Safari 5 review
We take a look at Apple's latest browser to see what Safari 5 has to offer users.

Extensions are so new to Safari that they don’t provide a convincing reason to switch right now. Right now it's Reader that has the biggest impact on your reading. Even speed isn't significantly different to Chrome, though that's a virtue that makes Safari 5 worth checking out if you've discounted previous versions as being too slow with rich internet applications. Safari is a much better browser for Windows. But we can't really see an overwhelming reason to switch to it on Windows, especially when its most notable feature can be had in other browsers through a bookmark.
Safari 5 was unmentioned in Steve Jobs' opening keynote address at the Worldwide Developers Conference in San Francisco, which focused solely on iPhone OS 4.0, Apple's newly rechristened mobile platform.
Nonetheless, a few hours later Apple pushed out the latest version of its web browser with little fanfare. Surprisingly so, because even though Safari 5 plays catch-up with other browsers by finally introducing a proper framework for extensions to add new functionality, and marks yet another round of tireless muscle flexing performance statistics, there is one new feature that makes this update worth checking out.
That feature is called Reader and it's intended to make longer articles on the web a more comfortable and convenient experience. Once a page has finished loading, Safari tries to identify the portion of the page that brought you there - the real content amongst the chaff of ads and navigation. Part of its decision is based on the length of the longest flowing portion of text. Exceptionally short news items can escape its gaze, but for content that's worth the pixels they occupy, Reader does a good job of picking it up.
If it's successful, a button appears at the right side of the address bar that when pressed dims the normal page layout. The article appears in a layer on top of it, reformatted in a plainer serif font that's fairly easy on the eye. It retains pull-quotes, box outs and other illustrative material and flows the body of the article around them, so that you don't miss essential information that complements the thrust of the body copy.

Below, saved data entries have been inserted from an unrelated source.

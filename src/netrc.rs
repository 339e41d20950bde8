//! Read-only `.netrc` lookup for upstream basic-auth credentials.
//!
//! A minimal reader, not a writer: the proxy only ever needs to look up
//! a `login`/`password` pair for a given upstream hostname.

use std::collections::HashMap;

#[derive(Debug, Clone, PartialEq, Eq)]
pub struct Credentials {
    pub login: String,
    pub password: String,
}

#[derive(Debug, Default)]
pub struct Netrc {
    machines: HashMap<String, Credentials>,
}

impl Netrc {
    pub fn parse(content: &str) -> Self {
        let mut machines = HashMap::new();

        let mut cur_machine: Option<String> = None;
        let mut cur_login: Option<String> = None;
        let mut cur_password: Option<String> = None;

        let mut remaining = content;
        loop {
            let (token, rest) = next_token(remaining);
            remaining = rest;
            if token.is_empty() && remaining.is_empty() {
                break;
            }

            match token {
                "machine" | "default" => {
                    flush(&mut machines, &mut cur_machine, &mut cur_login, &mut cur_password);
                    cur_machine = if token == "default" {
                        Some(String::new())
                    } else {
                        let (name, rest) = next_token(remaining);
                        remaining = rest;
                        Some(name.to_owned())
                    };
                }
                "login" => {
                    let (v, rest) = next_token(remaining);
                    remaining = rest;
                    cur_login = Some(v.to_owned());
                }
                "password" => {
                    let (v, rest) = next_token(remaining);
                    remaining = rest;
                    cur_password = Some(v.to_owned());
                }
                _ => {}
            }

            if remaining.is_empty() {
                break;
            }
        }
        flush(&mut machines, &mut cur_machine, &mut cur_login, &mut cur_password);

        Self { machines }
    }

    pub fn credentials_for(&self, host: &str) -> Option<&Credentials> {
        self.machines.get(host)
    }
}

fn flush(
    machines: &mut HashMap<String, Credentials>,
    cur_machine: &mut Option<String>,
    cur_login: &mut Option<String>,
    cur_password: &mut Option<String>,
) {
    if let (Some(name), Some(login), Some(password)) =
        (cur_machine.take(), cur_login.take(), cur_password.take())
    {
        if !name.is_empty() {
            machines.insert(name, Credentials { login, password });
        }
    }
}

fn next_token(s: &str) -> (&str, &str) {
    let s = s.trim_start();
    match s.find(|c: char| c.is_whitespace()) {
        Some(idx) => (&s[..idx], s[idx..].trim_start()),
        None => (s, ""),
    }
}

#[cfg(test)]
mod tests {
    use super::*;

    #[test]
    fn finds_credentials_for_matching_machine() {
        let netrc = Netrc::parse("machine cache.example login alice password hunter2");
        let creds = netrc.credentials_for("cache.example").unwrap();
        assert_eq!(creds.login, "alice");
        assert_eq!(creds.password, "hunter2");
    }

    #[test]
    fn returns_none_for_unknown_host() {
        let netrc = Netrc::parse("machine cache.example login alice password hunter2");
        assert!(netrc.credentials_for("other.example").is_none());
    }

    #[test]
    fn handles_multiple_machines() {
        let netrc = Netrc::parse(
            "machine a.example login x password y\nmachine b.example login p password q",
        );
        assert_eq!(netrc.credentials_for("a.example").unwrap().login, "x");
        assert_eq!(netrc.credentials_for("b.example").unwrap().login, "p");
    }
}
mod admin;
mod api;

use anyhow::Context as _;

use crate::app;

#[derive(Debug)]
pub struct Server {
    router: axum::Router<app::State>,
    shutdown_rx: tokio::sync::oneshot::Receiver<()>,
}

impl Server {
    #[tracing::instrument(name = "server_init", skip_all)]
    pub fn new(shutdown_rx: tokio::sync::oneshot::Receiver<()>) -> Self {
        use tower_http::catch_panic::CatchPanicLayer;
        use tower_http::trace::TraceLayer;

        let router = api::router()
            .nest("/admin", admin::router())
            .layer(TraceLayer::new_for_http())
            .layer(CatchPanicLayer::new());

        Self {
            router,
            shutdown_rx,
        }
    }

    pub async fn run(self, state: app::State) -> anyhow::Result<()> {
        let server = axum::Server::bind(&"0.0.0.0:8080".parse().unwrap())
            .serve(self.router.with_state(state).into_make_service())
            .with_graceful_shutdown(async {
                self.shutdown_rx.await.ok();
            });

        tracing::info!("starting http server on 0.0.0.0:8080");

        server.await.context("http server error")?;

        Ok(())
    }
}
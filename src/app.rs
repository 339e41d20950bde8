//! Process wiring: reads config, builds the storage/index/lock/upstream
//! backends named by it, loads or provisions the signing key, and runs
//! the HTTP server alongside the LRU eviction job.

use std::sync::Arc;

use anyhow::Context as _;

use crate::config::{self, Config, StorageConfig};
use crate::engine::Cache;
use crate::http;
use crate::index::{Index, IndexConfig};
use crate::lock::{LocalLocker, LocalRwLocker, Locker, RedisLocker, RetryConfig, RwLocker};
use crate::lru;
use crate::netrc::Netrc;
use crate::signing::Signer;
use crate::storage::local::{LocalStorage, LocalStorageConfig};
use crate::storage::s3::{S3CredentialsConfig, S3Storage, S3StorageConfig};
use crate::storage::Storage;
use crate::upstream::{Upstream, UpstreamConfig, UpstreamSet};

const SECRET_KEY_NAME: &str = "secret-key";
const DEFAULT_LRU_SCHEDULE: &str = "0 0 * * * *";

#[derive(Clone, Debug)]
pub struct State {
    pub config: Arc<Config>,
    pub cache: Arc<Cache>,
}

pub struct App {
    config: Arc<Config>,
    cache: Arc<Cache>,
    server: http::Server,
    lru_config: lru::LruConfig,
    server_shutdown_tx: tokio::sync::oneshot::Sender<()>,
}

impl App {
    #[tracing::instrument(name = "app_init")]
    pub async fn new() -> anyhow::Result<Self> {
        let config = config::get();

        let storage = build_storage(&config)
            .await
            .context("failed to initialize storage backend")?;

        let index = Index::connect(&IndexConfig {
            database_url: config.database_url.clone(),
            max_open_conns: config.database.pool.max_open_conns,
            max_idle_conns: config.database.pool.max_idle_conns,
        })
        .await
        .context("failed to connect to index database")?;

        let signer = if config.sign_narinfo {
            Some(
                load_or_generate_signer(&config, storage.as_ref())
                    .await
                    .context("failed to load or provision signing key")?,
            )
        } else {
            None
        };

        let netrc = load_netrc().map(Arc::new);
        let upstreams = build_upstreams(&config, netrc).context("failed to build upstream set")?;
        upstreams.spawn_health_loops();

        let (narinfo_locker, nar_locker, rw_locker) = build_lockers(&config).await?;

        let temp_dir = config.temp_path.clone().unwrap_or_else(std::env::temp_dir);
        tokio::fs::create_dir_all(&temp_dir)
            .await
            .with_context(|| format!("failed to create temp dir {temp_dir:?}"))?;

        let cache = Arc::new(Cache::new(
            storage,
            index,
            narinfo_locker,
            nar_locker,
            rw_locker,
            upstreams,
            signer,
            temp_dir,
        ));

        let (server_shutdown_tx, server_shutdown_rx) = tokio::sync::oneshot::channel();
        let server = http::Server::new(server_shutdown_rx);

        let schedule_expr = config.lru.schedule.as_deref().unwrap_or(DEFAULT_LRU_SCHEDULE);
        let schedule = lru::parse_schedule(schedule_expr).context("invalid cache.lru.schedule")?;
        let timezone = lru::parse_timezone(&config.lru.timezone).context("invalid cache.lru.timezone")?;

        let lru_config = lru::LruConfig {
            schedule,
            timezone,
            max_size: config.max_size.map(|b| b.as_u64()),
            low_watermark: 0.9,
        };

        Ok(Self {
            config: Arc::new(config),
            cache,
            server,
            lru_config,
            server_shutdown_tx,
        })
    }

    pub async fn run(self) -> anyhow::Result<()> {
        let Self {
            config,
            cache,
            server,
            lru_config,
            server_shutdown_tx,
        } = self;

        let state = State {
            config,
            cache: cache.clone(),
        };

        tokio::spawn({
            let cache = cache.clone();
            async move { lru::run(cache, lru_config).await }
        });

        tokio::spawn(async move {
            tokio::signal::ctrl_c().await.ok();
            tracing::info!("received shutdown signal");
            server_shutdown_tx.send(()).ok();
        });

        server.run(state).await?;

        tracing::info!("closing index connection pool");
        cache.index().close().await;

        Ok(())
    }
}

async fn build_storage(config: &Config) -> anyhow::Result<Arc<dyn Storage>> {
    match &config.storage {
        StorageConfig::Local { path } => {
            let storage = LocalStorage::new(LocalStorageConfig { path: path.clone() }).await?;
            Ok(Arc::new(storage))
        }
        StorageConfig::S3(settings) => {
            let credentials = match (&settings.access_key_id, &settings.secret_access_key) {
                (Some(access_key_id), Some(secret_access_key)) => Some(S3CredentialsConfig {
                    access_key_id: access_key_id.clone(),
                    secret_access_key: secret_access_key.clone(),
                }),
                _ => None,
            };

            let storage = S3Storage::new(S3StorageConfig {
                region: settings.region.clone(),
                bucket: settings.bucket.clone(),
                endpoint: settings.endpoint.clone(),
                credentials,
            })
            .await?;
            Ok(Arc::new(storage))
        }
    }
}

/// Loads the signing keypair from storage, generating and persisting one
/// on first boot. A concurrent winner of the first-boot race is handled
/// by re-reading after an `AlreadyExists` from `config_put`.
async fn load_or_generate_signer(config: &Config, storage: &dyn Storage) -> anyhow::Result<Signer> {
    if let Some(path) = &config.secret_key_path {
        let text = tokio::fs::read_to_string(path)
            .await
            .with_context(|| format!("failed to read secret key from {path:?}"))?;
        return Signer::from_canonical(text.trim()).map_err(|e| anyhow::anyhow!(e));
    }

    match storage.config_get(SECRET_KEY_NAME).await {
        Ok(bytes) => {
            let text = String::from_utf8(bytes).context("stored secret key is not utf-8")?;
            Signer::from_canonical(text.trim()).map_err(|e| anyhow::anyhow!(e))
        }
        Err(crate::storage::StorageError::NotFound) => {
            tracing::info!("no signing key found, provisioning a new one");
            let (signer, canonical) = Signer::generate(format!("{}-1", config.hostname));

            match storage.config_put(SECRET_KEY_NAME, canonical.as_bytes()).await {
                Ok(()) => Ok(signer),
                Err(crate::storage::StorageError::AlreadyExists) => {
                    let bytes = storage.config_get(SECRET_KEY_NAME).await?;
                    let text = String::from_utf8(bytes).context("stored secret key is not utf-8")?;
                    Signer::from_canonical(text.trim()).map_err(|e| anyhow::anyhow!(e))
                }
                Err(e) => Err(e.into()),
            }
        }
        Err(e) => Err(e.into()),
    }
}

fn load_netrc() -> Option<Netrc> {
    let path = std::env::var("NETRC")
        .ok()
        .map(std::path::PathBuf::from)
        .or_else(|| std::env::var_os("HOME").map(|home| std::path::PathBuf::from(home).join(".netrc")))?;

    let content = std::fs::read_to_string(&path).ok()?;
    Some(Netrc::parse(&content))
}

fn build_upstreams(config: &Config, netrc: Option<Arc<Netrc>>) -> anyhow::Result<UpstreamSet> {
    let upstreams = config
        .upstream
        .urls
        .iter()
        .map(|url| {
            let upstream_config = UpstreamConfig {
                url: url.clone(),
                public_keys: config.upstream.public_keys.clone(),
                dial_timeout: config.upstream.dialer_timeout,
                response_header_timeout: config.upstream.response_header_timeout,
            };
            Upstream::new(upstream_config, netrc.clone())
        })
        .collect::<anyhow::Result<Vec<_>>>()?;

    Ok(UpstreamSet::new(upstreams))
}

/// Builds the per-key download lockers and the global read/write lock.
/// Redis, when configured, backs only the per-key lockers — there is no
/// distributed read/write lock implementation, so eviction's global
/// write lock always stays in-process.
async fn build_lockers(
    config: &Config,
) -> anyhow::Result<(Arc<dyn Locker>, Arc<dyn Locker>, Arc<dyn RwLocker>)> {
    let rw_locker: Arc<dyn RwLocker> = Arc::new(LocalRwLocker::new());

    let Some(redis_config) = &config.redis else {
        return Ok((Arc::new(LocalLocker::new()), Arc::new(LocalLocker::new()), rw_locker));
    };

    let conn = connect_redis(redis_config).await.context("failed to connect to redis")?;

    let retry: RetryConfig = config.lock.retry.clone().into();

    let narinfo_locker: Arc<dyn Locker> = Arc::new(RedisLocker::new(
        conn.clone(),
        format!("{}:narinfo", redis_config.key_prefix),
        config.lock.download_ttl,
        retry.clone(),
        config.lock.allow_degraded_mode,
    ));
    let nar_locker: Arc<dyn Locker> = Arc::new(RedisLocker::new(
        conn,
        format!("{}:nar", redis_config.key_prefix),
        config.lock.download_ttl,
        retry,
        config.lock.allow_degraded_mode,
    ));

    Ok((narinfo_locker, nar_locker, rw_locker))
}

async fn connect_redis(redis_config: &config::RedisConfig) -> anyhow::Result<redis::aio::ConnectionManager> {
    let addr = redis_config
        .addrs
        .first()
        .context("cache.redis.addrs must name at least one host:port")?;

    let scheme = if redis_config.use_tls { "rediss" } else { "redis" };
    let auth = match (&redis_config.username, &redis_config.password) {
        (Some(user), Some(pass)) => format!("{user}:{pass}@"),
        (None, Some(pass)) => format!(":{pass}@"),
        _ => String::new(),
    };
    let url = format!("{scheme}://{auth}{addr}/{}", redis_config.db);

    let client = redis::Client::open(url)?;
    let conn = redis::aio::ConnectionManager::new(client).await?;
    Ok(conn)
}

Roll the pointer over the bottom of the page and a toolbar fades in, with controls to adjust the text size, email the article (along with a link to the original) and print it. The text size is a persistent setting, so you won't need to fiddle once you've found a comfortable size for your eyesight, but that's the limit of customisation. There's no way to change other attributes - neither the font used nor the line spacing. To our eyes Apple has done a decent job of picking the settings, but the opportunity to tailor them would have been useful, if only to get away from the harshness of black text on a white background.